#### [Exercise details]
Go through the records and filter out every line lacking the word "clear"; copy the lines that remain.

[[ Data section open ]]

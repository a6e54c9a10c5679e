//! Don't Touch It headless runner
//!
//! Loads a level file (or builds a demo board), plays a scripted series of
//! flicks through the fixed timestep driver and logs what happens.

use dont_touch_it::sim::{Arrow, Level, LevelEvent, LevelObject};
use dont_touch_it::{Direction, Dye, Game, GridPoint, Result, Settings, persistence};

/// Frame time fed to the driver (60 fps)
const FRAME_DT: f32 = 1.0 / 60.0;
/// Frames to wait for each flick to settle
const SETTLE_FRAMES: u32 = 600;

fn demo_level() -> Result<Level> {
    let mut level = Level::new(7, 5, GridPoint::new(0, 0), GridPoint::new(6, 4))?;
    level.set_passable(GridPoint::new(3, 0), false)?;
    level.add_object(LevelObject::pedestal(GridPoint::new(5, 3), Dye::Red));
    level.add_object(LevelObject::arrow(
        GridPoint::new(5, 1),
        Dye::Green,
        Arrow::new(Direction::Top, 1)?,
    ));
    level.add_object(LevelObject::pressure_plate(GridPoint::new(2, 3), Dye::Blue));
    level.add_object(LevelObject::gate(GridPoint::new(4, 4), Dye::Blue, false));
    level.add_object(LevelObject::ball(GridPoint::new(1, 1), Dye::Red));
    Ok(level)
}

fn run() -> Result<()> {
    let settings = Settings::load("settings.json");
    let level = match std::env::args().nth(1) {
        Some(path) => persistence::load_level(path)?,
        None => demo_level()?,
    };
    let mut game = Game::new(level, settings);
    log::info!(
        "Exit reachable from entry: {}",
        if game.exit_reachable() { "yes" } else { "no" }
    );

    let Some(ball) = game.level().balls().next().map(LevelObject::id) else {
        log::warn!("Level has no balls");
        return Ok(());
    };

    for direction in [Direction::Right, Direction::Top, Direction::Left, Direction::Bottom] {
        game.queue_move(ball, direction);
        let mut frames = 0;
        loop {
            game.update(FRAME_DT)?;
            frames += 1;
            if !game.level().is_in_action() || frames >= SETTLE_FRAMES {
                break;
            }
        }
        for event in game.drain_events() {
            match event {
                LevelEvent::HitObstacle { cell, wall, .. } => {
                    log::info!("stopped before {} ({})", cell, if wall { "wall" } else { "object" })
                }
                LevelEvent::Signal { dye, signal } => {
                    log::info!("signal {:?} on {}", signal, dye.as_str())
                }
                other => log::debug!("{:?}", other),
            }
        }
        let position = game.level().object(ball).map(LevelObject::position);
        log::info!("flick {:?} -> ball at {:?}", direction, position);
        if game.is_solved() {
            log::info!("Solved!");
            break;
        }
    }
    Ok(())
}

fn main() {
    env_logger::init();
    log::info!("Don't Touch It (headless) starting...");

    if let Err(err) = run() {
        log::error!("{}", err);
        std::process::exit(1);
    }
}
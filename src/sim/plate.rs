//! Pressure plate: pressed while a ball sits on it

#[derive(Debug, Clone, Copy, PartialEq, Eq, Default)]
pub struct PressurePlate {
    pressed: bool,
}

impl PressurePlate {
    pub fn new(pressed: bool) -> Self {
        Self { pressed }
    }

    pub fn is_pressed(&self) -> bool {
        self.pressed
    }

    pub(crate) fn set_pressed(&mut self, pressed: bool) {
        self.pressed = pressed;
    }
}
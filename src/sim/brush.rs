//! Editor brushes: one prototype object per type, stamped onto cells

use super::level::Level;
use super::object::ObjectId;
use super::snapshot::ObjectSnapshot;
use crate::dye::Dye;
use crate::error::{Error, Result};
use crate::geom::{Direction, GridPoint};

#[derive(Debug, Clone, PartialEq, Eq)]
pub struct Brush {
    prototype: ObjectSnapshot,
}

impl Brush {
    pub fn new(prototype: ObjectSnapshot) -> Self {
        Self { prototype }
    }

    /// Default brush for every object type
    pub fn palette() -> Vec<Brush> {
        let (column, row) = (0, 0);
        vec![
            Brush::new(ObjectSnapshot::Ball {
                dye: Dye::Red,
                column,
                row,
            }),
            Brush::new(ObjectSnapshot::Arrow {
                dye: Dye::Green,
                column,
                row,
                direction: Direction::Top,
                rotation_speed: 1,
            }),
            Brush::new(ObjectSnapshot::PressurePlate {
                dye: Dye::Blue,
                column,
                row,
                pressed: false,
            }),
            Brush::new(ObjectSnapshot::Pedestal {
                dye: Dye::Red,
                column,
                row,
            }),
            Brush::new(ObjectSnapshot::Gate {
                dye: Dye::Blue,
                column,
                row,
                open: false,
            }),
        ]
    }

    pub fn prototype(&self) -> &ObjectSnapshot {
        &self.prototype
    }

    /// Replace whatever sits at `cell` with a copy of the prototype
    pub fn paint(&self, level: &mut Level, cell: GridPoint) -> Result<ObjectId> {
        if !level.is_on_board(cell) {
            return Err(Error::OffBoard(cell));
        }
        let object = self.prototype.at(cell).build()?;
        Brush::erase(level, cell);
        Ok(level.add_object(object))
    }

    /// Remove every object at `cell`, returning how many were removed
    pub fn erase(level: &mut Level, cell: GridPoint) -> usize {
        let mut removed = 0;
        while level.remove_object_at(cell).is_some() {
            removed += 1;
        }
        removed
    }
}
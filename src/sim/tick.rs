//! Fixed timestep simulation tick
//!
//! Applies the already-resolved player commands, then advances the ball that
//! holds the action lock.

use super::level::Level;
use super::object::ObjectId;
use crate::error::Result;
use crate::geom::Direction;

/// Input commands for a single tick
#[derive(Debug, Clone, Default)]
pub struct TickInput {
    /// Flick requests (ball, direction), applied in order
    pub moves: Vec<(ObjectId, Direction)>,
    /// Taps on objects (arrows turn their dye)
    pub activations: Vec<ObjectId>,
}

impl TickInput {
    pub fn is_empty(&self) -> bool {
        self.moves.is_empty() && self.activations.is_empty()
    }

    pub fn clear(&mut self) {
        self.moves.clear();
        self.activations.clear();
    }
}

/// Advance the level by one timestep
pub fn tick(level: &mut Level, input: &TickInput, dt: f32) -> Result<()> {
    for &id in &input.activations {
        level.activate(id)?;
    }
    for &(id, direction) in &input.moves {
        if !level.move_ball(id, direction)? {
            log::trace!("move {:?} of ball {} ignored", direction, id);
        }
    }
    level.advance(dt)
}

[[ Data section closed ]]

#### [Problem solution]
    pub fn clear(&mut self) {
        self.moves.clear();
        self.activations.clear();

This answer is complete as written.